**Records:**
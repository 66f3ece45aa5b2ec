use std::cmp::Ordering;
use std::str::FromStr;

use chrono::NaiveDate;
use sqlx::sqlite::SqliteConnectOptions;
use sqlx::{Pool, Sqlite};
use tracing::{info, instrument};

use crate::error::AppError;
use crate::models::{
    AttendanceRecord, AttendanceState, Course, DbAttendanceRecord, DbCourse, DbHistoryEntry,
    DbStudent, DbSubject, HistoryEntry, NewAttendance, NewStudent, Student, Subject,
};

/// Case- and accent-insensitive ordering for person and subject names.
pub const NAME_COLLATION: &str = "nombres";

/// Connection options shared by the server, the seeding tool and tests.
pub fn connect_options(database_url: &str) -> Result<SqliteConnectOptions, sqlx::Error> {
    Ok(SqliteConnectOptions::from_str(database_url)?.collation(NAME_COLLATION, compare_names))
}

fn fold_char(c: char) -> char {
    match c {
        'á' | 'à' | 'â' | 'ä' | 'Á' | 'À' | 'Â' | 'Ä' => 'a',
        'é' | 'è' | 'ê' | 'ë' | 'É' | 'È' | 'Ê' | 'Ë' => 'e',
        'í' | 'ì' | 'î' | 'ï' | 'Í' | 'Ì' | 'Î' | 'Ï' => 'i',
        'ó' | 'ò' | 'ô' | 'ö' | 'Ó' | 'Ò' | 'Ô' | 'Ö' => 'o',
        'ú' | 'ù' | 'û' | 'ü' | 'Ú' | 'Ù' | 'Û' | 'Ü' => 'u',
        'ñ' | 'Ñ' => 'n',
        'ç' | 'Ç' => 'c',
        other => other.to_lowercase().next().unwrap_or(other),
    }
}

/// Compares folded names first; exact text breaks ties so the order is total.
pub fn compare_names(a: &str, b: &str) -> Ordering {
    a.chars()
        .map(fold_char)
        .cmp(b.chars().map(fold_char))
        .then_with(|| a.cmp(b))
}

#[instrument]
pub async fn get_all_courses(pool: &Pool<Sqlite>) -> Result<Vec<Course>, AppError> {
    info!("Getting all courses");
    let rows = sqlx::query_as::<_, DbCourse>("SELECT id, nombre FROM cursos ORDER BY id")
        .fetch_all(pool)
        .await?;

    Ok(rows.into_iter().map(Course::from).collect())
}

#[instrument]
pub async fn course_exists(pool: &Pool<Sqlite>, course_id: i64) -> Result<bool, AppError> {
    let row = sqlx::query_scalar::<_, i64>("SELECT id FROM cursos WHERE id = ?")
        .bind(course_id)
        .fetch_optional(pool)
        .await?;

    Ok(row.is_some())
}

#[instrument]
pub async fn get_subjects_for_course(
    pool: &Pool<Sqlite>,
    course_id: i64,
) -> Result<Vec<Subject>, AppError> {
    info!("Getting subjects for course");
    let rows = sqlx::query_as::<_, DbSubject>(
        "SELECT m.id, m.nombre
         FROM materias m
         JOIN curso_materia cm ON m.id = cm.materia_id
         WHERE cm.curso_id = ?
         ORDER BY m.nombre COLLATE nombres, m.id",
    )
    .bind(course_id)
    .fetch_all(pool)
    .await?;

    Ok(rows.into_iter().map(Subject::from).collect())
}

#[instrument]
pub async fn get_students_for_course(
    pool: &Pool<Sqlite>,
    course_id: i64,
) -> Result<Vec<Student>, AppError> {
    info!("Getting students for course");
    let rows = sqlx::query_as::<_, DbStudent>(
        "SELECT id, nombre, apellido, curso_id
         FROM alumnos
         WHERE curso_id = ?
         ORDER BY apellido COLLATE nombres, nombre COLLATE nombres, id",
    )
    .bind(course_id)
    .fetch_all(pool)
    .await?;

    Ok(rows.into_iter().map(Student::from).collect())
}

#[instrument]
pub async fn create_student(pool: &Pool<Sqlite>, student: &NewStudent) -> Result<i64, AppError> {
    info!("Creating student");

    if !course_exists(pool, student.course_id).await? {
        return Err(AppError::Validation(format!(
            "El curso {} no existe.",
            student.course_id
        )));
    }

    let res = sqlx::query("INSERT INTO alumnos (nombre, apellido, curso_id) VALUES (?, ?, ?)")
        .bind(&student.name)
        .bind(&student.surname)
        .bind(student.course_id)
        .execute(pool)
        .await?;

    Ok(res.last_insert_rowid())
}

/// Checks that the student belongs to the course and the subject is taught in it.
#[instrument]
pub async fn check_attendance_references(
    pool: &Pool<Sqlite>,
    student_id: i64,
    course_id: i64,
    subject_id: i64,
) -> Result<(), AppError> {
    let student_course = sqlx::query_scalar::<_, i64>("SELECT curso_id FROM alumnos WHERE id = ?")
        .bind(student_id)
        .fetch_optional(pool)
        .await?;

    match student_course {
        None => {
            return Err(AppError::Validation(format!(
                "El alumno {} no existe.",
                student_id
            )));
        }
        Some(found) if found != course_id => {
            return Err(AppError::Validation(format!(
                "El alumno {} no pertenece al curso {}.",
                student_id, course_id
            )));
        }
        Some(_) => {}
    }

    let linked = sqlx::query_scalar::<_, i64>(
        "SELECT materia_id FROM curso_materia WHERE curso_id = ? AND materia_id = ?",
    )
    .bind(course_id)
    .bind(subject_id)
    .fetch_optional(pool)
    .await?;

    if linked.is_none() {
        return Err(AppError::Validation(format!(
            "La materia {} no está asignada al curso {}.",
            subject_id, course_id
        )));
    }

    Ok(())
}

#[instrument]
pub async fn get_latest_attendance(
    pool: &Pool<Sqlite>,
    student_id: i64,
    course_id: i64,
    subject_id: i64,
) -> Result<Option<AttendanceRecord>, AppError> {
    info!("Getting most recent attendance");
    let row = sqlx::query_as::<_, DbAttendanceRecord>(
        "SELECT id, alumno_id, curso_id, materia_id, estado, fecha
         FROM asistencia
         WHERE alumno_id = ? AND curso_id = ? AND materia_id = ?
         ORDER BY fecha DESC, id DESC
         LIMIT 1",
    )
    .bind(student_id)
    .bind(course_id)
    .bind(subject_id)
    .fetch_optional(pool)
    .await?;

    row.map(AttendanceRecord::try_from).transpose()
}

#[instrument]
pub async fn create_attendance_record(
    pool: &Pool<Sqlite>,
    attendance: &NewAttendance,
) -> Result<i64, AppError> {
    info!("Registering attendance");

    check_attendance_references(
        pool,
        attendance.student_id,
        attendance.course_id,
        attendance.subject_id,
    )
    .await?;

    let res = sqlx::query(
        "INSERT INTO asistencia (alumno_id, curso_id, materia_id, estado) VALUES (?, ?, ?, ?)",
    )
    .bind(attendance.student_id)
    .bind(attendance.course_id)
    .bind(attendance.subject_id)
    .bind(attendance.state.code())
    .execute(pool)
    .await?;

    Ok(res.last_insert_rowid())
}

/// Inserts every registration or none of them.
#[instrument(skip(attendances), fields(count = attendances.len()))]
pub async fn create_attendance_batch(
    pool: &Pool<Sqlite>,
    attendances: &[NewAttendance],
) -> Result<usize, AppError> {
    info!("Registering attendance batch");

    for attendance in attendances {
        check_attendance_references(
            pool,
            attendance.student_id,
            attendance.course_id,
            attendance.subject_id,
        )
        .await?;
    }

    // Dropping the transaction without committing rolls it back.
    let mut tx = pool.begin().await?;

    for attendance in attendances {
        sqlx::query(
            "INSERT INTO asistencia (alumno_id, curso_id, materia_id, estado) VALUES (?, ?, ?, ?)",
        )
        .bind(attendance.student_id)
        .bind(attendance.course_id)
        .bind(attendance.subject_id)
        .bind(attendance.state.code())
        .execute(&mut *tx)
        .await?;
    }

    tx.commit().await?;

    Ok(attendances.len())
}

#[instrument]
pub async fn get_attendance_history(
    pool: &Pool<Sqlite>,
    range: Option<(NaiveDate, NaiveDate)>,
) -> Result<Vec<HistoryEntry>, AppError> {
    info!("Getting attendance history");

    let mut sql = String::from(
        "SELECT
             a.id AS registro_id,
             a.fecha,
             a.estado,
             al.nombre AS alumno_nombre,
             al.apellido AS alumno_apellido,
             c.nombre AS curso_nombre,
             m.nombre AS materia_nombre
         FROM asistencia a
         JOIN alumnos al ON a.alumno_id = al.id
         JOIN cursos c ON a.curso_id = c.id
         JOIN materias m ON a.materia_id = m.id",
    );

    if range.is_some() {
        sql.push_str(" WHERE DATE(a.fecha) BETWEEN ? AND ?");
    }

    sql.push_str(" ORDER BY a.fecha DESC, a.id DESC");

    let mut query = sqlx::query_as::<_, DbHistoryEntry>(&sql);
    if let Some((start, end)) = range {
        query = query
            .bind(start.format("%Y-%m-%d").to_string())
            .bind(end.format("%Y-%m-%d").to_string());
    }

    let rows = query.fetch_all(pool).await?;

    rows.into_iter().map(HistoryEntry::try_from).collect()
}

#[instrument]
pub async fn update_attendance_state(
    pool: &Pool<Sqlite>,
    record_id: i64,
    state: AttendanceState,
) -> Result<(), AppError> {
    info!("Updating attendance record");
    let result = sqlx::query(
        "UPDATE asistencia SET estado = ?, fecha = datetime('now', 'localtime') WHERE id = ?",
    )
    .bind(state.code())
    .bind(record_id)
    .execute(pool)
    .await?;

    if result.rows_affected() == 0 {
        return Err(AppError::NotFound("Registro no encontrado.".to_string()));
    }

    Ok(())
}

#[instrument]
pub async fn delete_attendance_record(pool: &Pool<Sqlite>, record_id: i64) -> Result<(), AppError> {
    info!("Deleting attendance record");
    let result = sqlx::query("DELETE FROM asistencia WHERE id = ?")
        .bind(record_id)
        .execute(pool)
        .await?;

    if result.rows_affected() == 0 {
        return Err(AppError::NotFound("Registro no encontrado.".to_string()));
    }

    Ok(())
}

**Your assignment:**
Go line by line through the data and copy any that contain "Getting".

**Written response:**
    info!("Getting all courses");
    info!("Getting subjects for course");
    info!("Getting students for course");
    info!("Getting most recent attendance");
    info!("Getting attendance history");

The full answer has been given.